Below are the records. Gather each line that holds "body".
*** Opening INPUT DATA ***
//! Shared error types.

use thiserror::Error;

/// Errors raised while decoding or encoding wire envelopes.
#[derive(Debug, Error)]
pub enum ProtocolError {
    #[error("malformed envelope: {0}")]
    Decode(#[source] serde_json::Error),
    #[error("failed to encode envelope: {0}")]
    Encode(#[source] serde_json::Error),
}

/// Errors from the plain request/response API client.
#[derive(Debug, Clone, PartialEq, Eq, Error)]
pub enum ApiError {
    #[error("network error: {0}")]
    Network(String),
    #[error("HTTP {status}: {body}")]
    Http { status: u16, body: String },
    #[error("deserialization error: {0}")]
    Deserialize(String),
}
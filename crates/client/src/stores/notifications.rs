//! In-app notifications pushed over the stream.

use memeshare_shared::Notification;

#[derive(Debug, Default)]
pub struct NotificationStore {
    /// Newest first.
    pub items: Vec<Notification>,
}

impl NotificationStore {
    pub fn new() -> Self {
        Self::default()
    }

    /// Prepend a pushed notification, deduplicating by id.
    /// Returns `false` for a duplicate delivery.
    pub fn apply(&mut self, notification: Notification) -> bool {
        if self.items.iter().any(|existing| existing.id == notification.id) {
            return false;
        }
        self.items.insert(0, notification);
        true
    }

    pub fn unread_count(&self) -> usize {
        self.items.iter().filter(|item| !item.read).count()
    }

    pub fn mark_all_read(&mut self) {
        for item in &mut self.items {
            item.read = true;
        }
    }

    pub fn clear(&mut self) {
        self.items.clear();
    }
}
*** Closing INPUT DATA ***
*** Opening INPUT DATA ***
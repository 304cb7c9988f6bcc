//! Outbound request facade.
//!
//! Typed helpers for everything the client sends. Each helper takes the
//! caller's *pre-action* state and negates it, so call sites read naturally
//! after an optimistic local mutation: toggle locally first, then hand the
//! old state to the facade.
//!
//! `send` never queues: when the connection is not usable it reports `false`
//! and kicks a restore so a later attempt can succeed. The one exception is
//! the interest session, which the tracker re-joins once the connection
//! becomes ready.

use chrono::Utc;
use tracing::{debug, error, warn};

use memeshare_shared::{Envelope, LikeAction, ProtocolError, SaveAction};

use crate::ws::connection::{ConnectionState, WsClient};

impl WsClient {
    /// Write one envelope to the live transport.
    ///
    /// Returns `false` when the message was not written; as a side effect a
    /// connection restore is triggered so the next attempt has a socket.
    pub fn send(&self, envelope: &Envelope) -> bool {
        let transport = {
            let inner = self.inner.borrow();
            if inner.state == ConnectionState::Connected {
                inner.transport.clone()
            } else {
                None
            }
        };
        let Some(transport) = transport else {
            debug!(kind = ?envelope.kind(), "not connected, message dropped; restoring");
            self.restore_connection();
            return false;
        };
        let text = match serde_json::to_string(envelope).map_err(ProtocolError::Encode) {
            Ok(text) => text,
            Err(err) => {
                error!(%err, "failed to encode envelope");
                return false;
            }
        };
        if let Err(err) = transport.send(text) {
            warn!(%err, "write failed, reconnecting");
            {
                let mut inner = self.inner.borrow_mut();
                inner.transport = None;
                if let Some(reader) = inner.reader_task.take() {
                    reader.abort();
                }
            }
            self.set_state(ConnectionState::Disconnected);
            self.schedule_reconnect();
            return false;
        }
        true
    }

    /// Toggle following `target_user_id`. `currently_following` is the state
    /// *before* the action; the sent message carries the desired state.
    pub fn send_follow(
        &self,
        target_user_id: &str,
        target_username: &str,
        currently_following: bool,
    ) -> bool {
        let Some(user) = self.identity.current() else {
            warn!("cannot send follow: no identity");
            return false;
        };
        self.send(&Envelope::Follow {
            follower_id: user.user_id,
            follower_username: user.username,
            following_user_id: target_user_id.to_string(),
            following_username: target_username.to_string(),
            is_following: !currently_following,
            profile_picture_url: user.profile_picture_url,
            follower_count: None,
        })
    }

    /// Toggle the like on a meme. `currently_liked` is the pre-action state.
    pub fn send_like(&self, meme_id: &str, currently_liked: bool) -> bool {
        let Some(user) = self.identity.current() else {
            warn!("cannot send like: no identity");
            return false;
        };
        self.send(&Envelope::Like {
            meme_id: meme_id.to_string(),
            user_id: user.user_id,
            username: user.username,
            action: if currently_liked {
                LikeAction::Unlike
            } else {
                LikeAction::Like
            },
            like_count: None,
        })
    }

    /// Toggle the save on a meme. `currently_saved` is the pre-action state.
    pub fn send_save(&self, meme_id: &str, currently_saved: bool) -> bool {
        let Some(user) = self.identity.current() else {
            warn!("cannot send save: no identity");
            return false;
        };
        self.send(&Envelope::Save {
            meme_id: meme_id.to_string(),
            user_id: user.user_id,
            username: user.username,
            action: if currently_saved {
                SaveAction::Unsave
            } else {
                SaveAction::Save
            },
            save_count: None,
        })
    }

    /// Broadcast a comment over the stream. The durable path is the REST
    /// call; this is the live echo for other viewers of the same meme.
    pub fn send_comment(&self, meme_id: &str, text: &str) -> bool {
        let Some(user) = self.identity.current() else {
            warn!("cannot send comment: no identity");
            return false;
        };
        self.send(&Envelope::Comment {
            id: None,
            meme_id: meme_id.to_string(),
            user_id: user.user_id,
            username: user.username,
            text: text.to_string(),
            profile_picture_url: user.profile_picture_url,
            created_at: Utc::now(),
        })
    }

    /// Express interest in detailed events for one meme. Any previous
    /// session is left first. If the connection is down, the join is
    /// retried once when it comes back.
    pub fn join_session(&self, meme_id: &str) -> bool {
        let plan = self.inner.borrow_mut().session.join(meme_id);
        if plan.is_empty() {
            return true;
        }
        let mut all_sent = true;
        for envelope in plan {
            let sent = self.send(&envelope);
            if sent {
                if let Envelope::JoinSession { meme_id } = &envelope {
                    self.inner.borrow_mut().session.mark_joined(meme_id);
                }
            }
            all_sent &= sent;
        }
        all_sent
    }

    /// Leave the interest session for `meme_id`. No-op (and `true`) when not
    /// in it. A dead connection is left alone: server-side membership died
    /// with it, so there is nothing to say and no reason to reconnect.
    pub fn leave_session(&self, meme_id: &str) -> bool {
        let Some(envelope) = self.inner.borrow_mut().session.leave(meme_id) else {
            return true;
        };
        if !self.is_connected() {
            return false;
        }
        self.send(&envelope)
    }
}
*** Closing INPUT DATA ***
▶ **SOLUTION FOR THIS PROBLEM**
    #[error("HTTP {status}: {body}")]
    Http { status: u16, body: String },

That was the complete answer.